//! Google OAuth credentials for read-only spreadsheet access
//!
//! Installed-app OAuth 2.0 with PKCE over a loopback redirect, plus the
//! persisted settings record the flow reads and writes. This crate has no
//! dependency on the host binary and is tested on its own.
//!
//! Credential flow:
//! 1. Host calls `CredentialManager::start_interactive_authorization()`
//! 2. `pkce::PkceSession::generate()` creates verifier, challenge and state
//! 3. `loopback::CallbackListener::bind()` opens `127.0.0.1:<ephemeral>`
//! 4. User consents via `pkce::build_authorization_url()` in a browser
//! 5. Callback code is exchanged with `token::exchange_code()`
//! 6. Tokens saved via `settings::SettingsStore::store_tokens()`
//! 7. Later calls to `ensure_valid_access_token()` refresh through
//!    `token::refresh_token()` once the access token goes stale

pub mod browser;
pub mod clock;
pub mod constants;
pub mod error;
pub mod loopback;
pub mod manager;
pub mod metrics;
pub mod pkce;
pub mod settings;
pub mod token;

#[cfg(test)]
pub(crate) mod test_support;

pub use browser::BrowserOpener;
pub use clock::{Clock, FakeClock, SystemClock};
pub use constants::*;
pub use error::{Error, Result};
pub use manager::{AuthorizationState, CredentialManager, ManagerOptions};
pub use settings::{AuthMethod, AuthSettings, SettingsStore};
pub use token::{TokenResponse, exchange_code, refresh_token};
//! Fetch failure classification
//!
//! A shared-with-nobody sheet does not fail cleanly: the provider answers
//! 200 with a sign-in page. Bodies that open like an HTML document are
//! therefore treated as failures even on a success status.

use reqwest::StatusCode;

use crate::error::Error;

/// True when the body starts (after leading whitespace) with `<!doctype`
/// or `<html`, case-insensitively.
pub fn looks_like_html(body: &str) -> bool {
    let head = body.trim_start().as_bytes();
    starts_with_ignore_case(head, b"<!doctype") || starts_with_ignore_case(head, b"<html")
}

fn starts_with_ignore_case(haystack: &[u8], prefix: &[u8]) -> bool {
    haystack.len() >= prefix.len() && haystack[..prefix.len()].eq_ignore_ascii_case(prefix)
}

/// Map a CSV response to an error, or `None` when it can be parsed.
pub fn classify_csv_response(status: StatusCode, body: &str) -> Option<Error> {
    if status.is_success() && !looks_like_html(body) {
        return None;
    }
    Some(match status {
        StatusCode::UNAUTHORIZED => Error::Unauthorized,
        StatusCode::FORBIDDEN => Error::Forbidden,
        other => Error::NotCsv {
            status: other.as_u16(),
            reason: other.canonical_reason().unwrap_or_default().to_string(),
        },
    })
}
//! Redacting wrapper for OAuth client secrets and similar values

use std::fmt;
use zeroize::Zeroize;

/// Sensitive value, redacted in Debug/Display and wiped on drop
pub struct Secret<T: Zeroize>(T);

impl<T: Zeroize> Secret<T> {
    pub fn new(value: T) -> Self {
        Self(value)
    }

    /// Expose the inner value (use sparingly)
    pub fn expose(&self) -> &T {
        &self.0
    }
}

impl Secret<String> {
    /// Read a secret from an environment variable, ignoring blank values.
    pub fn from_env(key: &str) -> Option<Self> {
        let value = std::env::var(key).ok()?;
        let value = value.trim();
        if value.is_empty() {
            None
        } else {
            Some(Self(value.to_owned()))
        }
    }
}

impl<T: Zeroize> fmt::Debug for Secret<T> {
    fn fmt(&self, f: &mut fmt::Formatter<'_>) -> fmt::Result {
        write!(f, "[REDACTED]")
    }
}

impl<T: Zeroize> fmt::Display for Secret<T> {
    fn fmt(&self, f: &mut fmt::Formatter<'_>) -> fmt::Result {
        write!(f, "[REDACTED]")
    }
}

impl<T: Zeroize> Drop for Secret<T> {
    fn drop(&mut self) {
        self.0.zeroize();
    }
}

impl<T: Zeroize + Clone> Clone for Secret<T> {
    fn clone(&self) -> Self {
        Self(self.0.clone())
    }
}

•••

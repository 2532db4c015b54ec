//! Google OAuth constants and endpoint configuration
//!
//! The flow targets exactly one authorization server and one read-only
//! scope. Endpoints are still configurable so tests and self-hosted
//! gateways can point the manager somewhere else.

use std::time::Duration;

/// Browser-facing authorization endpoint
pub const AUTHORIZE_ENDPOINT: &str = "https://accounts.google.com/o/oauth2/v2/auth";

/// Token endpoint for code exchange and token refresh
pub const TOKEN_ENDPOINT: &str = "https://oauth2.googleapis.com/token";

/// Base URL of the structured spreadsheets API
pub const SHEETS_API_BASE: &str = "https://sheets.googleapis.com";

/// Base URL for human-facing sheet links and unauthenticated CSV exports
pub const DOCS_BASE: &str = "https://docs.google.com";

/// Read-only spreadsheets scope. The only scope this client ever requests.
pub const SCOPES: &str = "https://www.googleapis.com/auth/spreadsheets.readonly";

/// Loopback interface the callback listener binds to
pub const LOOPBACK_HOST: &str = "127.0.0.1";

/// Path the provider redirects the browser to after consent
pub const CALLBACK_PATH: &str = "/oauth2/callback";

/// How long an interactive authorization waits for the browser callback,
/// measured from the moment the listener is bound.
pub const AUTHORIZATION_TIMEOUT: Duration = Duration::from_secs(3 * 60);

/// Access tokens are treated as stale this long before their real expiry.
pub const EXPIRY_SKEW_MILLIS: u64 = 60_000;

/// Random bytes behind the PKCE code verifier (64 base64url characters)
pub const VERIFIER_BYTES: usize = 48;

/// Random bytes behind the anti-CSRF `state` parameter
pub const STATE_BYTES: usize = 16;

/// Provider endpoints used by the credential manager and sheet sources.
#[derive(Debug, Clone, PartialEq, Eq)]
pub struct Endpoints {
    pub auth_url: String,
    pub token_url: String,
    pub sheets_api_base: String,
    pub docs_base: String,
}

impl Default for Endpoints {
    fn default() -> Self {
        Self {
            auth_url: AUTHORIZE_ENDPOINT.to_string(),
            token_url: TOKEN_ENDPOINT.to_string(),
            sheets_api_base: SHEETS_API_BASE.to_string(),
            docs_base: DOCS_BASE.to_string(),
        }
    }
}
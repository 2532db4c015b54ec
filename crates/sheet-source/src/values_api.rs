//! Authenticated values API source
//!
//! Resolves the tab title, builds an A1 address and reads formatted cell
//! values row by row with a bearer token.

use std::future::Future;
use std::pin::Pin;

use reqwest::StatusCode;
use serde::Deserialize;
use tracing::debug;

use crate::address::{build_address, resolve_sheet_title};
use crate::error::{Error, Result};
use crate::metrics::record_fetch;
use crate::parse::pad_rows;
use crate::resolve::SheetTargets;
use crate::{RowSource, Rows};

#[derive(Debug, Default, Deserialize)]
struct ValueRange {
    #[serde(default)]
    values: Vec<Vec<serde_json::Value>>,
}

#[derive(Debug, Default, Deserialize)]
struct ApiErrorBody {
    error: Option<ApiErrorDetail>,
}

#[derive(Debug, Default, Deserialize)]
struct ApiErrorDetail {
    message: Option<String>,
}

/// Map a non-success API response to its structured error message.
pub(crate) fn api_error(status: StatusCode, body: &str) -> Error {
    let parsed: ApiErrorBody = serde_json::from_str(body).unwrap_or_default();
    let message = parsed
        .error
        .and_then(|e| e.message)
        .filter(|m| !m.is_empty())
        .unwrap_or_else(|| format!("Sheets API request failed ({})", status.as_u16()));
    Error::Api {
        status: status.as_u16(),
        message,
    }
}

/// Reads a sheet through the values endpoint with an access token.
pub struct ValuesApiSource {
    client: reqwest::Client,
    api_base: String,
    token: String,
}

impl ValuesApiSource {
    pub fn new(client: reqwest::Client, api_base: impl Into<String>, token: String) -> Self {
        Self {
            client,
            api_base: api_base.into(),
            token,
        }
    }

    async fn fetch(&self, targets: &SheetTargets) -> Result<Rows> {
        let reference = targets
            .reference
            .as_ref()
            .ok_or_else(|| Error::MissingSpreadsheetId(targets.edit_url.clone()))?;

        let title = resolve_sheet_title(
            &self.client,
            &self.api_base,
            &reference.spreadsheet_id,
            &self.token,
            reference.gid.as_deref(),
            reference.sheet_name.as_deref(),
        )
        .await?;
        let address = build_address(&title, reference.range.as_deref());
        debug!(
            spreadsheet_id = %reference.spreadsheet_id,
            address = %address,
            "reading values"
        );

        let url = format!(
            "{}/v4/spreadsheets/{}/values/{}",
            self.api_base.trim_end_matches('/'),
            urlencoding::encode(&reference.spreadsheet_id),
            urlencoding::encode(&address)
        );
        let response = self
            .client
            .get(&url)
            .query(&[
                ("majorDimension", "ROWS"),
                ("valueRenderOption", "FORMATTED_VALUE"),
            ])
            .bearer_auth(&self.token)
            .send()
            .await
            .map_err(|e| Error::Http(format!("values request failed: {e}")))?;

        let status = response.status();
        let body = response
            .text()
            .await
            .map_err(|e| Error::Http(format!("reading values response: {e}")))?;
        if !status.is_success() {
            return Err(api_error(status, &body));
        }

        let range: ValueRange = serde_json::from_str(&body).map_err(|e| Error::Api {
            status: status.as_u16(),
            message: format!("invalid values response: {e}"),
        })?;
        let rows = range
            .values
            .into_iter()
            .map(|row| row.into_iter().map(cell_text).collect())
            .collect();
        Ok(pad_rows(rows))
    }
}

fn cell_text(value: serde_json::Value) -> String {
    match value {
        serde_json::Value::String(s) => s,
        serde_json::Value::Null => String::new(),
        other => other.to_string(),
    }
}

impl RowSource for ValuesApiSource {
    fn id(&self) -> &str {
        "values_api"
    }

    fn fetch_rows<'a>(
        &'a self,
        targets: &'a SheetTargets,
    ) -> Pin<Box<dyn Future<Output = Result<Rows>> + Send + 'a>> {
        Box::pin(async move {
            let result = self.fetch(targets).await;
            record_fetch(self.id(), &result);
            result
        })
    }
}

•••

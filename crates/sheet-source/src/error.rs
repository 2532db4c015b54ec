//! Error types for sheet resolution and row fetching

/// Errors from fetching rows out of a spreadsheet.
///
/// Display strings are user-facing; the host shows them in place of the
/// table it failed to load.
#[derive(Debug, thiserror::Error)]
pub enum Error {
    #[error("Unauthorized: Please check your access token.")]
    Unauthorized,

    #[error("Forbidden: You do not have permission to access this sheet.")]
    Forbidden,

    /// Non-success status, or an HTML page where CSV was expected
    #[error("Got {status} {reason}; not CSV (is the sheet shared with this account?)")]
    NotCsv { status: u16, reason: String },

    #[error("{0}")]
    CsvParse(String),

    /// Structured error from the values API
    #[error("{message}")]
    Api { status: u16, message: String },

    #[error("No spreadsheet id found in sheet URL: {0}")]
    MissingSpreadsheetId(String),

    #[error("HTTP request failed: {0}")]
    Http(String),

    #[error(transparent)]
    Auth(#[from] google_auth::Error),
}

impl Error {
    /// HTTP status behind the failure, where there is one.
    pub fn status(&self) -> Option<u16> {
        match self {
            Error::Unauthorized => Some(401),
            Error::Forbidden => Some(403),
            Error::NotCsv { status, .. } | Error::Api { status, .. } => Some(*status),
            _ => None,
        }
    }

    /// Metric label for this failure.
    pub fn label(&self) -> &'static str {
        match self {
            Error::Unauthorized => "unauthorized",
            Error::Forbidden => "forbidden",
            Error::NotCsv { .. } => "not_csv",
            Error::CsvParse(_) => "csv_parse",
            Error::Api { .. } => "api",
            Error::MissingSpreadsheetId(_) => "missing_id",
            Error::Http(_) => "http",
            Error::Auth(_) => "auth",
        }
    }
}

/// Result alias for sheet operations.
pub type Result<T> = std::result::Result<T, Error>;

•••

> [What needs to be done]
Once you reach the line with "read-only spreadsheet access" in the data above, copy it and every line after it exactly, up to and including the line with "challenge and state".

> [Answer to this exercise]
//! Google OAuth credentials for read-only spreadsheet access
//!
//! Installed-app OAuth 2.0 with PKCE over a loopback redirect, plus the
//! persisted settings record the flow reads and writes. This crate has no
//! dependency on the host binary and is tested on its own.
//!
//! Credential flow:
//! 1. Host calls `CredentialManager::start_interactive_authorization()`
//! 2. `pkce::PkceSession::generate()` creates verifier, challenge and state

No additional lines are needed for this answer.